▶ EXERCISE INSTRUCTIONS: From the first line of the data below, copy each line up to the one containing "for API integration", and include that line too.

▶ INPUT DATA:
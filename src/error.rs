//! Error types for image-zip-dl
//!
//! This module provides error handling for the library, including:
//! - The crate-wide [`Error`] and its [`Result`] alias
//! - [`FetchError`], the per-item failure recorded on an item instead of propagated
//! - HTTP status code mapping for API integration
//! - Structured error responses with machine-readable error codes

use serde::{Deserialize, Serialize};
use std::path::PathBuf;
use std::time::Duration;
use thiserror::Error;
use utoipa::ToSchema;

use crate::types::TaskId;

/// Result type alias for image-zip-dl operations
pub type Result<T> = std::result::Result<T, Error>;

/// Main error type for image-zip-dl
///
/// Failures of a single URL never surface here; they are captured as
/// [`FetchError`] on the item. This type covers task plumbing and the
/// service surface.
#[derive(Debug, Error)]
pub enum Error {
    /// Configuration error with context about which setting is invalid
    #[error("configuration error: {message}")]
    Config {
        /// Human-readable error message describing the configuration issue
        message: String,
        /// The configuration key that caused the error (e.g., "CHUNK_SIZE")
        key: Option<String>,
    },

    /// Submission contained no usable URL
    #[error("no urls provided")]
    EmptySubmission,

    /// Malformed request body or parameter
    #[error("invalid request: {0}")]
    InvalidRequest(String),

    /// No task registered under the identifier
    #[error("task not found: {0}")]
    TaskNotFound(TaskId),

    /// Path parameter is not a well-formed task identifier, so no task can match
    #[error("task not found: '{0}' is not a task identifier")]
    MalformedTaskId(String),

    /// Archive file for the task does not exist (not finished yet, or swept)
    #[error("archive not found for task {id}")]
    ArchiveNotFound {
        /// The task whose archive was requested
        id: TaskId,
        /// The path where the archive was expected
        path: PathBuf,
    },

    /// Missing or invalid credentials
    #[error("unauthorized: {0}")]
    Unauthorized(String),

    /// Building or finishing the ZIP archive failed
    #[error("archive error: {0}")]
    Archive(#[from] zip::result::ZipError),

    /// I/O error
    #[error("I/O error: {0}")]
    Io(#[from] std::io::Error),

    /// Network error outside of a task item (client construction)
    #[error("network error: {0}")]
    Network(#[from] reqwest::Error),

    /// API server error
    #[error("API server error: {0}")]
    ApiServerError(String),

    /// Shutdown in progress - not accepting new tasks
    #[error("shutdown in progress: not accepting new tasks")]
    ShuttingDown,
}

/// Failure of a single URL fetch
///
/// The `Display` output is the human-readable reason shown on the failed item.
#[derive(Debug, Error)]
pub enum FetchError {
    /// The URL could not be parsed
    #[error("invalid url: {0}")]
    InvalidUrl(String),

    /// Connecting, or waiting for the next read, exceeded the configured timeout
    #[error("request timed out after {0:?}")]
    Timeout(Duration),

    /// The connection to the host could not be established
    #[error("connection failed: {0}")]
    Connect(String),

    /// The server answered with a non-2xx status
    #[error("HTTP status {status}")]
    Status {
        /// The status code returned by the server
        status: u16,
    },

    /// Reading the response body failed midway
    #[error("transfer failed: {0}")]
    Body(String),

    /// Any other request failure
    #[error("request failed: {0}")]
    Request(String),
}

/// API error response format
///
/// This structure is returned by API endpoints when an error occurs.
///
/// # Example JSON Response
///
/// ```json
/// {
///   "error": {
///     "code": "task_not_found",
///     "message": "task not found: 7b0c...",
///     "details": {
///       "task_id": "7b0c..."
///     }
///   }
/// }
/// ```
#[derive(Debug, Clone, Serialize, Deserialize, ToSchema)]
pub struct ApiError {
    /// The error details
    pub error: ErrorDetail,
}

/// Detailed error information for API responses
#[derive(Debug, Clone, Serialize, Deserialize, ToSchema)]
pub struct ErrorDetail {
    /// Machine-readable error code (e.g., "task_not_found", "empty_submission")
    pub code: String,

    /// Human-readable error message
    pub message: String,

    /// Optional additional context about the error
    #[serde(skip_serializing_if = "Option::is_none")]
    pub details: Option<serde_json::Value>,
}

impl ApiError {
    /// Create a new API error with code and message
    pub fn new(code: impl Into<String>, message: impl Into<String>) -> Self {
        Self {
            error: ErrorDetail {
                code: code.into(),
                message: message.into(),
                details: None,
            },
        }
    }

    /// Create an "unauthorized" error
    pub fn unauthorized(message: impl Into<String>) -> Self {
        Self::new("unauthorized", message)
    }
}

/// Convert errors to HTTP status codes for API responses
pub trait ToHttpStatus {
    /// Get the HTTP status code for this error
    fn status_code(&self) -> u16;

    /// Get the machine-readable error code
    fn error_code(&self) -> &str;
}

impl ToHttpStatus for Error {
    fn status_code(&self) -> u16 {
        match self {
            // 400 Bad Request - Client error (invalid input)
            Error::Config { .. } => 400,
            Error::EmptySubmission => 400,
            Error::InvalidRequest(_) => 400,

            // 401 Unauthorized
            Error::Unauthorized(_) => 401,

            // 404 Not Found
            Error::TaskNotFound(_) => 404,
            Error::MalformedTaskId(_) => 404,
            Error::ArchiveNotFound { .. } => 404,

            // 500 Internal Server Error - Server-side issues
            Error::Archive(_) => 500,
            Error::Io(_) => 500,
            Error::ApiServerError(_) => 500,

            // 502 Bad Gateway - External service errors
            Error::Network(_) => 502,

            // 503 Service Unavailable
            Error::ShuttingDown => 503,
        }
    }

    fn error_code(&self) -> &str {
        match self {
            Error::Config { .. } => "config_error",
            Error::EmptySubmission => "empty_submission",
            Error::InvalidRequest(_) => "invalid_request",
            Error::TaskNotFound(_) | Error::MalformedTaskId(_) => "task_not_found",
            Error::ArchiveNotFound { .. } => "archive_not_found",
            Error::Unauthorized(_) => "unauthorized",
            Error::Archive(_) => "archive_error",
            Error::Io(_) => "io_error",
            Error::Network(_) => "network_error",
            Error::ApiServerError(_) => "api_server_error",
            Error::ShuttingDown => "shutting_down",
        }
    }
}

impl From<Error> for ApiError {
    fn from(error: Error) -> Self {
        let code = error.error_code().to_string();
        let message = error.to_string();

        let details = match &error {
            Error::TaskNotFound(id) => Some(serde_json::json!({
                "task_id": id,
            })),
            Error::ArchiveNotFound { id, .. } => Some(serde_json::json!({
                "task_id": id,
            })),
            Error::Config { key: Some(key), .. } => Some(serde_json::json!({
                "key": key,
            })),
            _ => None,
        };

        ApiError {
            error: ErrorDetail {
                code,
                message,
                details,
            },
        }
    }
}

#[allow(clippy::unwrap_used, clippy::expect_used)]
#[cfg(test)]
mod tests {
    use super::*;

    fn all_error_variants() -> Vec<(Error, u16, &'static str)> {
        let id = TaskId::new();
        vec![
            (
                Error::Config {
                    message: "bad value".into(),
                    key: Some("CHUNK_SIZE".into()),
                },
                400,
                "config_error",
            ),
            (Error::EmptySubmission, 400, "empty_submission"),
            (
                Error::InvalidRequest("missing urls".into()),
                400,
                "invalid_request",
            ),
            (Error::Unauthorized("no session".into()), 401, "unauthorized"),
            (Error::TaskNotFound(id), 404, "task_not_found"),
            (
                Error::MalformedTaskId("../etc".into()),
                404,
                "task_not_found",
            ),
            (
                Error::ArchiveNotFound {
                    id,
                    path: PathBuf::from("/tmp/x.zip"),
                },
                404,
                "archive_not_found",
            ),
            (
                Error::Io(std::io::Error::other("disk full")),
                500,
                "io_error",
            ),
            (
                Error::ApiServerError("bind failed".into()),
                500,
                "api_server_error",
            ),
            (Error::ShuttingDown, 503, "shutting_down"),
        ]
    }

    #[test]
    fn every_variant_maps_to_expected_status_and_code() {
        for (error, status, code) in all_error_variants() {
            assert_eq!(error.status_code(), status, "status for {error:?}");
            assert_eq!(error.error_code(), code, "code for {error:?}");
        }
    }

    #[test]
    fn task_not_found_carries_task_id_detail() {
        let id = TaskId::new();
        let api_error: ApiError = Error::TaskNotFound(id).into();

        assert_eq!(api_error.error.code, "task_not_found");
        assert!(api_error.error.message.contains(&id.to_string()));
        let details = api_error.error.details.unwrap();
        assert_eq!(details["task_id"], id.to_string());
    }

    #[test]
    fn empty_submission_has_no_details() {
        let api_error: ApiError = Error::EmptySubmission.into();
        assert_eq!(api_error.error.code, "empty_submission");
        assert_eq!(api_error.error.message, "no urls provided");
        assert!(api_error.error.details.is_none());

        let json = serde_json::to_value(&api_error).unwrap();
        assert!(json["error"].get("details").is_none());
    }

    #[test]
    fn fetch_error_reasons_are_human_readable() {
        assert_eq!(
            FetchError::Status { status: 404 }.to_string(),
            "HTTP status 404"
        );
        assert_eq!(
            FetchError::Timeout(Duration::from_secs(20)).to_string(),
            "request timed out after 20s"
        );
        assert_eq!(
            FetchError::Timeout(Duration::from_millis(500)).to_string(),
            "request timed out after 500ms"
        );
        assert!(
            FetchError::Connect("refused".into())
                .to_string()
                .starts_with("connection failed")
        );
    }
}
//! Route handlers for the REST API
//!
//! Handlers are organized by domain:
//! - [`tasks`] — Task submission, progress stream, archive download
//! - [`session`] — Login and logout
//! - [`system`] — Health and OpenAPI

use crate::error::{Error, Result};
use axum::Json;
use axum::extract::rejection::JsonRejection;
use serde::{Deserialize, Serialize};
use utoipa::ToSchema;

mod session;
mod system;
mod tasks;

// Re-export all handlers so `routes::function_name` works
pub use session::*;
pub use system::*;
pub use tasks::*;

/// Unwrap a JSON body, reporting a malformed one as [`Error::InvalidRequest`]
fn json_body<T>(payload: std::result::Result<Json<T>, JsonRejection>) -> Result<T> {
    payload
        .map(|Json(body)| body)
        .map_err(|rejection| Error::InvalidRequest(rejection.body_text()))
}

// ============================================================================
// Request/Response Types (shared across handlers)
// ============================================================================

/// Request body for POST /start
#[derive(Debug, Deserialize, Serialize, ToSchema)]
pub struct StartRequest {
    /// Newline-separated image URLs; blank lines are ignored
    #[schema(example = "https://example.com/a.png\nhttps://example.com/b.jpg")]
    pub urls: String,
}

/// Response body for POST /start
#[derive(Debug, Deserialize, Serialize, ToSchema)]
pub struct StartResponse {
    /// Identifier for progress and download routes
    pub task_id: crate::types::TaskId,
}

/// Request body for POST /login
#[derive(Debug, Deserialize, Serialize, ToSchema)]
pub struct LoginRequest {
    /// User name
    pub username: String,
    /// Password
    pub password: String,
}

/// Response body for GET /health
#[derive(Debug, Deserialize, Serialize, ToSchema)]
pub struct HealthResponse {
    /// Always "ok" when the server answers
    pub status: String,
    /// Number of tasks registered since startup
    pub tasks: usize,
}
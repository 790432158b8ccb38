//! Common test utilities for image-zip-dl integration tests

#[allow(dead_code)]
pub mod assertions;
#[allow(dead_code)]
pub mod config;
#[allow(dead_code)]
pub mod fixtures;

#[allow(unused_imports)]
pub use assertions::*;
pub use config::*;
#[allow(unused_imports)]
pub use fixtures::*;
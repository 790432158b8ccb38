//! OpenAPI documentation and schema generation
//!
//! This module defines the OpenAPI specification for the image-zip-dl REST API
//! using utoipa for compile-time spec generation.

use utoipa::OpenApi;

/// OpenAPI documentation for the image-zip-dl REST API
///
/// The spec can be accessed via:
/// - `/openapi.json` - JSON format OpenAPI specification
/// - `/swagger-ui` - Interactive Swagger UI documentation
#[derive(OpenApi)]
#[openapi(
    info(
        title = "image-zip-dl REST API",
        version = "0.1.0",
        description = "Submit image URLs, follow per-item download progress over server-sent events, and fetch the resulting ZIP archive",
        license(
            name = "MIT OR Apache-2.0"
        )
    ),
    servers(
        (url = "http://localhost:5000", description = "Local development server")
    ),
    paths(
        // Tasks
        crate::api::routes::start_task,
        crate::api::routes::progress_stream,
        crate::api::routes::download_final,

        // Session
        crate::api::routes::login,
        crate::api::routes::logout,

        // System
        crate::api::routes::health_check,
        crate::api::routes::openapi_spec,
    ),
    components(schemas(
        // Core types from types.rs
        crate::types::TaskId,
        crate::types::Item,
        crate::types::ProgressSnapshot,

        // API request/response types from routes
        crate::api::routes::StartRequest,
        crate::api::routes::StartResponse,
        crate::api::routes::LoginRequest,
        crate::api::routes::HealthResponse,

        // Error types from error.rs
        crate::error::ApiError,
        crate::error::ErrorDetail,
    )),
    tags(
        (name = "tasks", description = "Task submission, progress stream, and archive download"),
        (name = "session", description = "Login and logout"),
        (name = "system", description = "System endpoints - Health checks, OpenAPI spec"),
    ),
    modifiers(&SecurityAddon)
)]
pub struct ApiDoc;

/// Security addon to add session cookie and API key schemes to OpenAPI spec
struct SecurityAddon;

impl utoipa::Modify for SecurityAddon {
    fn modify(&self, openapi: &mut utoipa::openapi::OpenApi) {
        use utoipa::openapi::security::{ApiKey, ApiKeyValue, SecurityScheme};

        if let Some(components) = &mut openapi.components {
            components.add_security_scheme(
                "session",
                SecurityScheme::ApiKey(ApiKey::Cookie(ApiKeyValue::new(
                    crate::api::auth::SESSION_COOKIE,
                ))),
            );
            components.add_security_scheme(
                "api_key",
                SecurityScheme::ApiKey(ApiKey::Header(ApiKeyValue::new("X-Api-Key"))),
            );
        }
    }
}
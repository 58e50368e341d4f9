//! Bold typeface resolution for the title card renderer.
//!
//! The renderer needs a concrete font file for FFmpeg's `drawtext` filter.
//! An explicitly configured path must exist; otherwise a fixed list of
//! common bold sans-serif system fonts is searched. Resolution happens once
//! at startup, before any record-level work, so a missing font fails the
//! whole run fast instead of failing on the first card.

use std::path::{Path, PathBuf};
use tracing::debug;

use crate::error::{MediaError, MediaResult};

/// Bold sans-serif fonts probed in order when no font path is configured.
pub const DEFAULT_FONT_CANDIDATES: [&str; 7] = [
    "/System/Library/Fonts/Helvetica.ttc",
    "/Library/Fonts/Arial Bold.ttf",
    "/usr/share/fonts/truetype/dejavu/DejaVuSans-Bold.ttf",
    "/usr/share/fonts/dejavu/DejaVuSans-Bold.ttf",
    "/usr/share/fonts/truetype/liberation/LiberationSans-Bold.ttf",
    "/usr/share/fonts/liberation-sans/LiberationSans-Bold.ttf",
    "C:\\Windows\\Fonts\\arialbd.ttf",
];

/// Resolve the typeface for title cards.
///
/// With an explicit path the file must exist; no fallback is attempted so a
/// typo'd configuration cannot silently swap fonts mid-run.
pub fn resolve_font(explicit: Option<&Path>) -> MediaResult<PathBuf> {
    if let Some(path) = explicit {
        if path.is_file() {
            debug!(font = %path.display(), "Using configured font");
            return Ok(path.to_path_buf());
        }
        return Err(MediaError::FontUnavailable(format!(
            "configured font does not exist: {}",
            path.display()
        )));
    }

    for candidate in DEFAULT_FONT_CANDIDATES {
        let path = Path::new(candidate);
        if path.is_file() {
            debug!(font = %path.display(), "Using system font");
            return Ok(path.to_path_buf());
        }
    }

    Err(MediaError::FontUnavailable(format!(
        "no font found; searched: {}",
        DEFAULT_FONT_CANDIDATES.join(", ")
    )))
}

#[cfg(test)]
mod tests {
    use super::*;
    use tempfile::TempDir;

    #[test]
    fn test_explicit_font_must_exist() {
        let err = resolve_font(Some(Path::new("/no/such/font.ttf"))).unwrap_err();
        match err {
            MediaError::FontUnavailable(msg) => assert!(msg.contains("/no/such/font.ttf")),
            other => panic!("unexpected error: {other}"),
        }
    }

    #[test]
    fn test_explicit_font_used_when_present() {
        let dir = TempDir::new().unwrap();
        let font = dir.path().join("Bold.ttf");
        std::fs::write(&font, b"not really a font").unwrap();

        let resolved = resolve_font(Some(&font)).unwrap();
        assert_eq!(resolved, font);
    }

    #[test]
    fn test_explicit_directory_is_rejected() {
        let dir = TempDir::new().unwrap();
        let err = resolve_font(Some(dir.path())).unwrap_err();
        assert!(matches!(err, MediaError::FontUnavailable(_)));
    }
}
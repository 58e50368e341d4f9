//! Stage orchestration for the mehfil compilation pipeline.
//!
//! Wires the four stages together: roster loading, clip resolution, title
//! card rendering / clip normalization, and final concatenation. Data flows
//! strictly forward; the whole run is single-pass and sequential.

pub mod backend;
pub mod config;
pub mod error;
pub mod resolver;
pub mod run;

pub use backend::{FfmpegBackend, MediaBackend};
pub use config::PipelineConfig;
pub use error::{PipelineError, PipelineResult};
pub use resolver::{resolve_clips, ResolvedPerformer};
pub use run::{assemble, run};
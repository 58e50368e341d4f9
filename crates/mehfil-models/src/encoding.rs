//! Video encoding configuration.
//!
//! Every segment in the final compilation (title cards and performer clips
//! alike) is encoded to this single target format so the concat demuxer can
//! stream-copy without stream-layout mismatches.

use serde::{Deserialize, Serialize};

/// Default output width in pixels
pub const DEFAULT_WIDTH: u32 = 1920;
/// Default output height in pixels
pub const DEFAULT_HEIGHT: u32 = 1080;
/// Default output frame rate
pub const DEFAULT_FPS: u32 = 30;
/// Default video codec (H.264)
pub const DEFAULT_VIDEO_CODEC: &str = "libx264";
/// Default encoding preset
pub const DEFAULT_PRESET: &str = "veryfast";
/// Default CRF (Constant Rate Factor)
pub const DEFAULT_CRF: u8 = 20;
/// Default audio codec
pub const DEFAULT_AUDIO_CODEC: &str = "aac";
/// Default audio sample rate in Hz
pub const DEFAULT_AUDIO_RATE: u32 = 48000;
/// Default audio channel count
pub const DEFAULT_AUDIO_CHANNELS: u32 = 2;

/// Target encoding for all intermediate segments.
#[derive(Debug, Clone, Serialize, Deserialize)]
pub struct EncodingConfig {
    /// Output width in pixels
    pub width: u32,
    /// Output height in pixels
    pub height: u32,
    /// Output frame rate
    pub fps: u32,
    /// Video codec (e.g., "libx264")
    pub codec: String,
    /// Encoding preset (e.g., "veryfast", "medium")
    pub preset: String,
    /// Constant Rate Factor (quality, 0-51, lower is better)
    pub crf: u8,
    /// Audio codec
    pub audio_codec: String,
    /// Audio sample rate in Hz
    pub audio_rate: u32,
    /// Audio channel count
    pub audio_channels: u32,
}

impl Default for EncodingConfig {
    fn default() -> Self {
        Self {
            width: DEFAULT_WIDTH,
            height: DEFAULT_HEIGHT,
            fps: DEFAULT_FPS,
            codec: DEFAULT_VIDEO_CODEC.to_string(),
            preset: DEFAULT_PRESET.to_string(),
            crf: DEFAULT_CRF,
            audio_codec: DEFAULT_AUDIO_CODEC.to_string(),
            audio_rate: DEFAULT_AUDIO_RATE,
            audio_channels: DEFAULT_AUDIO_CHANNELS,
        }
    }
}

impl EncodingConfig {
    /// Create a new encoding configuration with defaults.
    pub fn new() -> Self {
        Self::default()
    }

    /// Video/audio codec arguments for an FFmpeg encode to this target.
    pub fn to_ffmpeg_args(&self) -> Vec<String> {
        vec![
            "-c:v".to_string(),
            self.codec.clone(),
            "-preset".to_string(),
            self.preset.clone(),
            "-crf".to_string(),
            self.crf.to_string(),
            "-r".to_string(),
            self.fps.to_string(),
            "-pix_fmt".to_string(),
            "yuv420p".to_string(),
            "-c:a".to_string(),
            self.audio_codec.clone(),
            "-ar".to_string(),
            self.audio_rate.to_string(),
            "-ac".to_string(),
            self.audio_channels.to_string(),
        ]
    }

    /// `anullsrc` lavfi source spec matching this target's audio layout.
    pub fn silent_audio_source(&self) -> String {
        let layout = match self.audio_channels {
            1 => "mono",
            _ => "stereo",
        };
        format!("anullsrc=r={}:cl={}", self.audio_rate, layout)
    }
}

▶ ANSWER BOX:
filename src/error.rs
//! Error types for image-zip-dl
//!
//! This module provides error handling for the library, including:
//! - The crate-wide [`Error`] and its [`Result`] alias
//! - [`FetchError`], the per-item failure recorded on an item instead of propagated
//! - HTTP status code mapping for API integration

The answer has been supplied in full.